----- Dataset entries -----
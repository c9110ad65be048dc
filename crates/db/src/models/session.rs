//! User session model and DTOs.

use gravekeeper_core::types::{DbId, Timestamp};
use sqlx::FromRow;

/// A user session row from the `user_sessions` table.
#[derive(Debug, Clone, FromRow)]
pub struct UserSession {
    pub id: DbId,
    pub user_id: DbId,
    pub refresh_token_hash: String,
    pub expires_at: Timestamp,
    pub is_revoked: bool,
    pub created_at: Timestamp,
}

/// DTO for creating a new user session.
pub struct CreateSession {
    pub user_id: DbId,
    pub refresh_token_hash: String,
    pub expires_at: Timestamp,
}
-----
What is needed
What you return must match the data word for word.

Result of this exercise
repository c9110ad65be048dc
filename crates/db/src/models/session.rs
//! User session model and DTOs.

use gravekeeper_core::types::{DbId, Timestamp};
use sqlx::FromRow;

/// A user session row from the `user_sessions` table.
#[derive(Debug, Clone, FromRow)]
pub struct UserSession {
    pub id: DbId,
    pub user_id: DbId,
    pub refresh_token_hash: String,
    pub expires_at: Timestamp,
    pub is_revoked: bool,
    pub created_at: Timestamp,
}

/// DTO for creating a new user session.
pub struct CreateSession {
    pub user_id: DbId,
    pub refresh_token_hash: String,
    pub expires_at: Timestamp,
}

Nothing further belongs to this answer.